DR. LINDA JOHNSON: Khella is natural asthma ‘drug’

by Symptom Advice on October 22, 2011

You just took a breath and didn’t even notice. Dealing with asthma is a little like having to breathe through a straw. It turns out that every breath we take is a memorable event when we have to work for it, which is why most asthma sufferers keep their stash of meds close.

Though asthma is considered an incurable disease, it is very manageable thanks to steroids. I’m asked all the time, “Aren’t there any other options?” the answer is yes.

Take my husband, for example, who is a longtime sufferer. his steroid stash is expiring in a drawer because of non-use. his asthma didn’t go away; he simply found a better way to manage it.

I don’t advocate getting rid of any options that enhance breathing, but there certainly are some powerful alternatives for those interested in something less intrusive than pharmaceuticals.
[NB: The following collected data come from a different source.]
//! Authenticated request gateway.
//!
//! [`Gateway::send`] dispatches a request and hands back 2xx responses unchanged. A `401`
//! on a request that is neither opted out (`skip_refresh`), nor aimed at an auth-bootstrap
//! path, nor already replayed joins the gateway's refresh burst: the first such request
//! issues the only `POST` to the refresh endpoint while the rest queue behind it. Once the
//! refresh succeeds every participant replays its request exactly once; if it fails every
//! participant fails with the same [`Error::RefreshFailed`] reason and the session is
//! invalidated once.

pub mod refresh;

pub use refresh::*;

// self
use crate::{
	_prelude::*,
	config::GatewayConfig,
	error::HttpError,
	obs::{self, CallKind, CallOutcome, CallSpan},
	request::{ApiRequest, ApiResponse},
	session::{SessionInvalidator, SessionState},
	transport::{HttpTransport, TransportErrorMapper},
};
#[cfg(feature = "reqwest")]
use crate::transport::{ReqwestTransport, ReqwestTransportErrorMapper};

#[cfg(feature = "reqwest")]
/// Gateway specialized for the crate's default reqwest transport stack.
pub type ReqwestGateway = Gateway<ReqwestTransport, ReqwestTransportErrorMapper>;

/// Issues requests against a base URL and coordinates credential refreshes.
///
/// Clones share the transport, session, metrics, and refresh state, so a refresh started
/// through one clone also serves requests failing on the others.
pub struct Gateway<C, M>
where
	C: ?Sized + HttpTransport,
	M: ?Sized + TransportErrorMapper<C::TransportError>,
{
	/// Transport used for every outbound request, refresh calls included.
	pub transport: Arc<C>,
	/// Mapper applied to transport-layer errors before surfacing them to callers.
	pub transport_mapper: Arc<M>,
	/// Validated configuration.
	pub config: Arc<GatewayConfig>,
	/// Collaborator invoked when a refresh fails.
	pub session: Arc<dyn SessionInvalidator>,
	/// Shared counters for refresh coordination.
	pub refresh_metrics: Arc<RefreshMetrics>,
	refresh: Arc<RefreshCoordinator>,
}
impl<C, M> Gateway<C, M>
where
	C: ?Sized + HttpTransport,
	M: ?Sized + TransportErrorMapper<C::TransportError>,
{
	/// Creates a gateway over the caller-provided transport + mapper pair.
	///
	/// The session defaults to a fresh [`SessionState`]; replace it with
	/// [`Gateway::with_session`].
	pub fn with_transport(
		config: GatewayConfig,
		transport: impl Into<Arc<C>>,
		mapper: impl Into<Arc<M>>,
	) -> Result<Self> {
		config.validate()?;

		Ok(Self {
			transport: transport.into(),
			transport_mapper: mapper.into(),
			config: Arc::new(config),
			session: Arc::new(SessionState::default()),
			refresh_metrics: Default::default(),
			refresh: Default::default(),
		})
	}

	/// Replaces the session-invalidation collaborator.
	pub fn with_session(mut self, session: Arc<dyn SessionInvalidator>) -> Self {
		self.session = session;

		self
	}

	/// Shares an existing refresh coordinator (e.g. across gateways for the same API).
	pub fn with_refresh_coordinator(mut self, coordinator: Arc<RefreshCoordinator>) -> Self {
		self.refresh = coordinator;

		self
	}

	/// Returns the refresh coordinator backing this gateway.
	pub fn refresh_coordinator(&self) -> &Arc<RefreshCoordinator> {
		&self.refresh
	}

	/// Sends `request`, refreshing credentials and replaying it once on an eligible `401`.
	pub async fn send(&self, mut request: ApiRequest) -> Result<ApiResponse> {
		const KIND: CallKind = CallKind::Request;

		let span = CallSpan::new(KIND, "send");

		obs::record_call_outcome(KIND, CallOutcome::Attempt);

		let result: Result<ApiResponse> = span
			.instrument(async move {
				loop {
					let err = match self.dispatch(&request).await {
						Ok(response) => return Ok(response),
						Err(err) => err,
					};

					if !self.should_refresh(&request, &err) {
						return Err(err);
					}

					request.retried = true;

					self.refresh_credentials().await?;
					self.refresh_metrics.record_replay();
					obs::record_call_outcome(KIND, CallOutcome::Replayed);
					obs::call_event(KIND, "replaying request after credential refresh");
				}
			})
			.await;

		match &result {
			Ok(_) => obs::record_call_outcome(KIND, CallOutcome::Success),
			Err(_) => obs::record_call_outcome(KIND, CallOutcome::Failure),
		}

		result
	}

	/// Sends `request` and decodes the JSON response body.
	pub async fn send_json<T>(&self, request: ApiRequest) -> Result<T>
	where
		T: DeserializeOwned,
	{
		self.send(request).await?.json()
	}

	/// Sends a `GET` request.
	pub async fn get(&self, path: impl Into<String>) -> Result<ApiResponse> {
		self.send(ApiRequest::get(path)).await
	}

	/// Sends a `POST` request with a JSON body.
	pub async fn post<T>(&self, path: impl Into<String>, body: &T) -> Result<ApiResponse>
	where
		T: ?Sized + Serialize,
	{
		self.send(ApiRequest::post(path).with_json(body)?).await
	}

	/// Sends a `PUT` request with a JSON body.
	pub async fn put<T>(&self, path: impl Into<String>, body: &T) -> Result<ApiResponse>
	where
		T: ?Sized + Serialize,
	{
		self.send(ApiRequest::put(path).with_json(body)?).await
	}

	/// Sends a `PATCH` request with a JSON body.
	pub async fn patch<T>(&self, path: impl Into<String>, body: &T) -> Result<ApiResponse>
	where
		T: ?Sized + Serialize,
	{
		self.send(ApiRequest::patch(path).with_json(body)?).await
	}

	/// Sends a `DELETE` request.
	pub async fn delete(&self, path: impl Into<String>) -> Result<ApiResponse> {
		self.send(ApiRequest::delete(path)).await
	}

	/// Executes one round-trip and classifies non-2xx statuses as [`HttpError`].
	async fn dispatch(&self, request: &ApiRequest) -> Result<ApiResponse> {
		let url = self.config.resolve(&request.path, &request.query)?;
		let response = self
			.transport
			.execute(url.clone(), request)
			.await
			.map_err(|err| self.transport_mapper.map_transport_error(request, &url, err))?;

		if response.is_success() {
			return Ok(response);
		}

		let retry_after = response.retry_after();

		Err(HttpError::new(request.method.clone(), url, response.status)
			.with_retry_after(retry_after)
			.with_body_preview(&response.body)
			.into())
	}

	fn should_refresh(&self, request: &ApiRequest, err: &Error) -> bool {
		err.is_unauthorized()
			&& !request.skip_refresh
			&& !request.retried
			&& !self.config.is_bootstrap_path(&request.path)
	}

	/// Joins (or starts) the refresh burst and resolves once credentials are renewed.
	async fn refresh_credentials(&self) -> Result<()> {
		const KIND: CallKind = CallKind::Refresh;

		let leader = match self.refresh.join() {
			RefreshTicket::Leader(leader) => leader,
			RefreshTicket::Waiter(waiter) => {
				self.refresh_metrics.record_queued();
				obs::record_call_outcome(CallKind::Request, CallOutcome::Queued);
				obs::call_event(KIND, "waiting for in-flight credential refresh");

				return waiter.wait().await.map_err(Error::RefreshFailed);
			},
		};
		let span = CallSpan::new(KIND, "refresh_credentials");

		obs::record_call_outcome(KIND, CallOutcome::Attempt);
		self.refresh_metrics.record_attempt();

		let request = ApiRequest::post(self.config.refresh_path.as_str()).skip_refresh();
		let outcome = span.instrument(self.dispatch(&request)).await.map(|_| ()).map_err(Arc::new);

		match &outcome {
			Ok(()) => {
				self.refresh_metrics.record_success();
				obs::record_call_outcome(KIND, CallOutcome::Success);
			},
			Err(_) => {
				self.refresh_metrics.record_failure();
				obs::record_call_outcome(KIND, CallOutcome::Failure);
			},
		}

		obs::record_refresh_waiters(leader.finish(outcome.clone()));

		outcome.map_err(|err| {
			obs::call_event(KIND, "credential refresh failed; invalidating session");
			self.session.logout();

			Error::RefreshFailed(err)
		})
	}
}
#[cfg(feature = "reqwest")]
impl Gateway<ReqwestTransport, ReqwestTransportErrorMapper> {
	/// Creates a gateway that provisions its own reqwest transport from `config`.
	pub fn new(config: GatewayConfig) -> Result<Self> {
		let transport = ReqwestTransport::from_config(&config)?;

		Self::with_transport(config, transport, ReqwestTransportErrorMapper)
	}
}
impl<C, M> Clone for Gateway<C, M>
where
	C: ?Sized + HttpTransport,
	M: ?Sized + TransportErrorMapper<C::TransportError>,
{
	fn clone(&self) -> Self {
		Self {
			transport: self.transport.clone(),
			transport_mapper: self.transport_mapper.clone(),
			config: self.config.clone(),
			session: self.session.clone(),
			refresh_metrics: self.refresh_metrics.clone(),
			refresh: self.refresh.clone(),
		}
	}
}
impl<C, M> Debug for Gateway<C, M>
where
	C: ?Sized + HttpTransport,
	M: ?Sized + TransportErrorMapper<C::TransportError>,
{
	fn fmt(&self, f: &mut Formatter) -> FmtResult {
		f.debug_struct("Gateway")
			.field("base_url", &self.config.base_url.as_str())
			.field("refresh_path", &self.config.refresh_path)
			.field("refreshing", &self.refresh.is_refreshing())
			.finish()
	}
}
It’s always wonderful to discover yet another herb that works so well, and khella falls into that category. Khella is a species of a flowering plant in the carrot family. It’s known by many names. One is toothpick weed and — you guessed it — toothpicks are also made from the stems of the plant in the Middle East. It can be found throughout the world, but is native to Europe, Asia and North America.

If you find khella growing in a field, it looks like celery or wild parsley. It has wispy soft, fine feathery leaves with clusters of white flowers. tiny fruits have grey seeds used to make khella tincture. It takes about two months for khella to grow flowers and when the flower heads turn brown, the seeds are ready for harvest.
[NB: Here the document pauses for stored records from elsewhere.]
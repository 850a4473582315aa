#![cfg(feature = "reqwest")]

// std
use std::sync::Arc;
// crates.io
use httpmock::prelude::*;
use serde::Deserialize;
// self
use session_gateway::{
	config::GatewayConfig,
	error::Error,
	gateway::{Gateway, ReqwestGateway},
	request::ApiRequest,
	session::{SessionInvalidator, SessionState},
	url::Url,
};

#[derive(Debug, Deserialize, PartialEq)]
struct Product {
	id: u32,
	name: String,
}

fn build_gateway(server: &MockServer) -> (ReqwestGateway, Arc<SessionState>) {
	let config =
		GatewayConfig::new(&server.base_url()).expect("Mock server base URL should validate.");

	build_gateway_with(config)
}

fn build_gateway_with(config: GatewayConfig) -> (ReqwestGateway, Arc<SessionState>) {
	let session = Arc::new(SessionState::signed_in());
	let invalidator: Arc<dyn SessionInvalidator> = session.clone();
	let gateway = Gateway::new(config)
		.expect("Reqwest gateway should build from the mock config.")
		.with_session(invalidator);

	(gateway, session)
}

#[tokio::test]
async fn successful_responses_pass_through() {
	let server = MockServer::start_async().await;
	let (gateway, _session) = build_gateway(&server);
	let products = server
		.mock_async(|when, then| {
			when.method(GET).path("/products/7");
			then.status(200)
				.header("content-type", "application/json")
				.body(r#"{"id":7,"name":"Canvas tote"}"#);
		})
		.await;
	let refresh = server
		.mock_async(|when, then| {
			when.method(POST).path("/auth/refresh");
			then.status(204);
		})
		.await;
	let product: Product = gateway
		.send_json(ApiRequest::get("/products/7"))
		.await
		.expect("Product lookup should succeed.");

	assert_eq!(product, Product { id: 7, name: "Canvas tote".into() });

	products.assert_calls_async(1).await;
	refresh.assert_calls_async(0).await;
}

#[tokio::test]
async fn login_failure_is_not_intercepted() {
	let server = MockServer::start_async().await;
	let (gateway, session) = build_gateway(&server);
	let login = server
		.mock_async(|when, then| {
			when.method(POST).path("/auth/login");
			then.status(401).body("invalid credentials");
		})
		.await;
	let refresh = server
		.mock_async(|when, then| {
			when.method(POST).path("/auth/refresh");
			then.status(204);
		})
		.await;
	let err = gateway
		.post("/auth/login", &serde_json::json!({ "email": "a@example.com", "password": "x" }))
		.await
		.expect_err("Login 401s should propagate immediately.");

	match &err {
		Error::Http(http) => {
			assert_eq!(http.status.as_u16(), 401);
			assert_eq!(http.body_preview.as_deref(), Some("invalid credentials"));
		},
		other => panic!("Unexpected error variant: {other:?}."),
	}

	login.assert_calls_async(1).await;
	refresh.assert_calls_async(0).await;

	assert_eq!(session.logout_count(), 0);
}

#[tokio::test]
async fn second_unauthorized_after_refresh_propagates() {
	let server = MockServer::start_async().await;
	let (gateway, session) = build_gateway(&server);
	let orders = server
		.mock_async(|when, then| {
			when.method(GET).path("/user/orders");
			then.status(401);
		})
		.await;
	let refresh = server
		.mock_async(|when, then| {
			when.method(POST).path("/auth/refresh");
			then.status(200).header("set-cookie", "session=rotated; Path=/");
		})
		.await;
	let err = gateway.get("/user/orders").await.expect_err("The replayed 401 should surface.");

	assert!(err.is_unauthorized());

	orders.assert_calls_async(2).await;
	refresh.assert_calls_async(1).await;

	assert_eq!(session.logout_count(), 0);
	assert_eq!(gateway.refresh_metrics.replays(), 1);
}

#[tokio::test]
async fn refresh_rejection_logs_out() {
	let server = MockServer::start_async().await;
	let (gateway, session) = build_gateway(&server);
	let wishlist = server
		.mock_async(|when, then| {
			when.method(GET).path("/wishlist/");
			then.status(401);
		})
		.await;
	let refresh = server
		.mock_async(|when, then| {
			when.method(POST).path("/auth/refresh");
			then.status(401);
		})
		.await;
	let err = gateway.get("/wishlist/").await.expect_err("Refresh rejection should surface.");

	assert!(matches!(err, Error::RefreshFailed(_)));
	assert_eq!(err.status().map(|status| status.as_u16()), Some(401));

	wishlist.assert_calls_async(1).await;
	refresh.assert_calls_async(1).await;

	assert_eq!(session.logout_count(), 1);
	assert!(!session.is_authenticated());
}

#[tokio::test]
async fn skip_refresh_bypasses_interception() {
	let server = MockServer::start_async().await;
	let (gateway, _session) = build_gateway(&server);
	let profile = server
		.mock_async(|when, then| {
			when.method(GET).path("/user/profile").query_param("view", "full");
			then.status(401);
		})
		.await;
	let refresh = server
		.mock_async(|when, then| {
			when.method(POST).path("/auth/refresh");
			then.status(204);
		})
		.await;
	let err = gateway
		.send(ApiRequest::get("/user/profile").with_query("view", "full").skip_refresh())
		.await
		.expect_err("Opted-out requests should surface the 401.");

	assert!(err.is_unauthorized());

	profile.assert_calls_async(1).await;
	refresh.assert_calls_async(0).await;
}

async fn mock_cookie_rotation(
	server: &MockServer,
) -> (httpmock::Mock<'_>, httpmock::Mock<'_>, httpmock::Mock<'_>) {
	let rejected = server
		.mock_async(|when, then| {
			when.method(GET).path("/user/orders").header_missing("cookie");
			then.status(401);
		})
		.await;
	let accepted = server
		.mock_async(|when, then| {
			when.method(GET).path("/user/orders").header("cookie", "session=rotated");
			then.status(200).body("ok");
		})
		.await;
	let refresh = server
		.mock_async(|when, then| {
			when.method(POST).path("/auth/refresh");
			then.status(204).header("set-cookie", "session=rotated; Path=/");
		})
		.await;

	(rejected, accepted, refresh)
}

#[tokio::test]
async fn replay_carries_rotated_cookie() {
	let server = MockServer::start_async().await;
	let (rejected, accepted, refresh) = mock_cookie_rotation(&server).await;
	let (gateway, session) = build_gateway(&server);
	let response =
		gateway.get("/user/orders").await.expect("Replay should carry the rotated cookie.");

	assert_eq!(response.text(), "ok");

	rejected.assert_calls_async(1).await;
	accepted.assert_calls_async(1).await;
	refresh.assert_calls_async(1).await;

	assert_eq!(session.logout_count(), 0);
}

#[tokio::test]
async fn replay_without_credentials_surfaces_second_unauthorized() {
	let server = MockServer::start_async().await;
	let (rejected, accepted, refresh) = mock_cookie_rotation(&server).await;
	let base_url = Url::parse(&server.base_url()).expect("Mock server base URL should parse.");
	let config = GatewayConfig::builder(base_url)
		.with_credentials(false)
		.build()
		.expect("Config without credentials should validate.");
	let (gateway, session) = build_gateway_with(config);
	let err = gateway
		.get("/user/orders")
		.await
		.expect_err("Without a cookie store the replay should be rejected again.");

	assert!(err.is_unauthorized());

	rejected.assert_calls_async(2).await;
	accepted.assert_calls_async(0).await;
	refresh.assert_calls_async(1).await;

	assert_eq!(session.logout_count(), 0);
}
//! Gateway-level error types shared across transports, configuration, and refresh handling.

// self
use crate::_prelude::*;

/// Gateway-wide result type alias returning [`Error`] by default.
pub type Result<T, E = Error> = std::result::Result<T, E>;

type BoxError = Box<dyn std::error::Error + Send + Sync>;

/// Canonical gateway error exposed by public APIs.
#[derive(Debug, ThisError)]
pub enum Error {
	/// Local configuration problem.
	#[error(transparent)]
	Config(#[from] ConfigError),
	/// Transport failure (DNS, TCP, TLS, timeout).
	#[error(transparent)]
	Transport(#[from] TransportError),
	/// Upstream answered with a non-success status.
	#[error(transparent)]
	Http(#[from] Box<HttpError>),

	/// Response body did not match the expected JSON shape.
	#[error("Response body could not be decoded (HTTP {status}).")]
	Decode {
		/// Structured parsing failure, including the failing JSON path.
		#[source]
		source: serde_path_to_error::Error<serde_json::Error>,
		/// HTTP status of the decoded response.
		status: u16,
	},
	/// The shared credential refresh failed; every request waiting on it receives the same reason.
	#[error("Credential refresh failed: {0}")]
	RefreshFailed(#[source] Arc<Error>),
	/// The request that owned the in-flight refresh was cancelled before it completed.
	#[error("Credential refresh was abandoned before completing.")]
	RefreshAbandoned,
}
impl Error {
	/// Returns the HTTP status carried by the error, if any.
	///
	/// Refresh failures report the status of the refresh call itself.
	pub fn status(&self) -> Option<StatusCode> {
		match self {
			Self::Http(err) => Some(err.status),
			Self::RefreshFailed(inner) => inner.status(),
			_ => None,
		}
	}

	/// Returns `true` when the upstream answered `401 Unauthorized`.
	pub fn is_unauthorized(&self) -> bool {
		matches!(self, Self::Http(err) if err.status == StatusCode::UNAUTHORIZED)
	}
}
impl From<HttpError> for Error {
	fn from(e: HttpError) -> Self {
		Self::Http(Box::new(e))
	}
}

/// Configuration and validation failures raised by the gateway.
#[derive(Debug, ThisError)]
pub enum ConfigError {
	/// HTTP client could not be constructed.
	#[error("HTTP client could not be constructed.")]
	HttpClientBuild {
		/// Underlying transport builder failure.
		#[source]
		source: BoxError,
	},
	/// Base URL or request target cannot be parsed.
	#[error("Request target `{target}` is not a valid URL.")]
	InvalidUrl {
		/// Raw target that failed to parse.
		target: String,
		/// Underlying parsing failure.
		#[source]
		source: url::ParseError,
	},
	/// Base URL uses a scheme other than HTTP(S).
	#[error("Base URL must use http or https, found `{scheme}`.")]
	UnsupportedScheme {
		/// Offending scheme.
		scheme: String,
	},
	/// Refresh path must be an absolute path on the base URL.
	#[error("Refresh path `{path}` must start with `/`.")]
	InvalidRefreshPath {
		/// Offending path.
		path: String,
	},
	/// Auth-bootstrap fragments cannot be empty.
	#[error("Auth-bootstrap path fragments cannot be empty.")]
	EmptyBootstrapPath,
	/// Default header name or value is malformed.
	#[error("Header `{name}` is invalid.")]
	InvalidHeader {
		/// Header name as supplied.
		name: String,
	},
	/// Request body could not be serialized to JSON.
	#[error("Request body could not be encoded as JSON.")]
	JsonBody(#[source] serde_json::Error),
}
impl ConfigError {
	/// Wraps a transport's builder failure inside [`ConfigError`].
	pub fn http_client_build(src: impl 'static + Send + Sync + std::error::Error) -> Self {
		Self::HttpClientBuild { source: Box::new(src) }
	}
}
#[cfg(feature = "reqwest")]
impl From<ReqwestError> for ConfigError {
	fn from(e: ReqwestError) -> Self {
		Self::http_client_build(e)
	}
}

/// Transport-level failures (network, timeout).
#[derive(Debug, ThisError)]
pub enum TransportError {
	/// Underlying HTTP client reported a network failure.
	#[error("Network error occurred while calling the upstream API.")]
	Network {
		/// Transport-specific network error.
		#[source]
		source: BoxError,
	},
	/// The request did not complete within the configured timeout.
	#[error("Request {method} {url} timed out.")]
	Timeout {
		/// Method of the timed out request.
		method: Method,
		/// Resolved URL of the timed out request.
		url: Url,
	},
}
impl TransportError {
	/// Wraps a transport-specific network error.
	pub fn network(src: impl 'static + Send + Sync + std::error::Error) -> Self {
		Self::Network { source: Box::new(src) }
	}
}
#[cfg(feature = "reqwest")]
impl From<ReqwestError> for TransportError {
	fn from(e: ReqwestError) -> Self {
		Self::network(e)
	}
}

/// Non-success HTTP response surfaced as an error.
#[derive(Clone, Debug, ThisError)]
#[error("Request {method} {url} failed with HTTP {status}.")]
pub struct HttpError {
	/// Method of the failing request.
	pub method: Method,
	/// Resolved URL of the failing request.
	pub url: Url,
	/// Status returned by the upstream.
	pub status: StatusCode,
	/// Retry-After hint from upstream, if supplied.
	pub retry_after: Option<Duration>,
	/// Leading slice of the response body for diagnostics.
	pub body_preview: Option<String>,
}
impl HttpError {
	const BODY_PREVIEW_LIMIT: usize = 256;

	/// Creates an error for the given request/status pair.
	pub fn new(method: Method, url: Url, status: StatusCode) -> Self {
		Self { method, url, status, retry_after: None, body_preview: None }
	}

	/// Adds a Retry-After hint.
	pub fn with_retry_after(mut self, retry_after: Option<Duration>) -> Self {
		self.retry_after = retry_after;

		self
	}

	/// Adds a body preview, truncated on a character boundary.
	pub fn with_body_preview(mut self, body: &[u8]) -> Self {
		if body.is_empty() {
			return self;
		}

		let text = String::from_utf8_lossy(body);
		let preview = match text.char_indices().nth(Self::BODY_PREVIEW_LIMIT) {
			Some((idx, _)) => format!("{}…", &text[..idx]),
			None => text.into_owned(),
		};

		self.body_preview = Some(preview);

		self
	}
}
The biological action of khella works as a vasodilator and reduces blood pressure by inhibiting calcium influx into the cell. Khella is effective as a smooth muscle relaxant, and the asthma drug cromolyn is a synthetic derivative of it. when an herb is used, the synergistic components are a big reason why side effects are rare as compared to a drug made from an herb. when drugs are made from herbs, only the active ingredient is used, leaving the synergy out and creating side effects.

Khella also has antibacterial, antifungal and preservative properties. Besides being used for asthma and cardiac problems, khella has been shown effective in treating bronchitis and emphysema. It increases HDL (the good cholesterol); helps diminish risk of stroke and heart attack, spasms and constriction of the urinary tract and bladder; relieves gallbladder pain and helps with passage of gallstones.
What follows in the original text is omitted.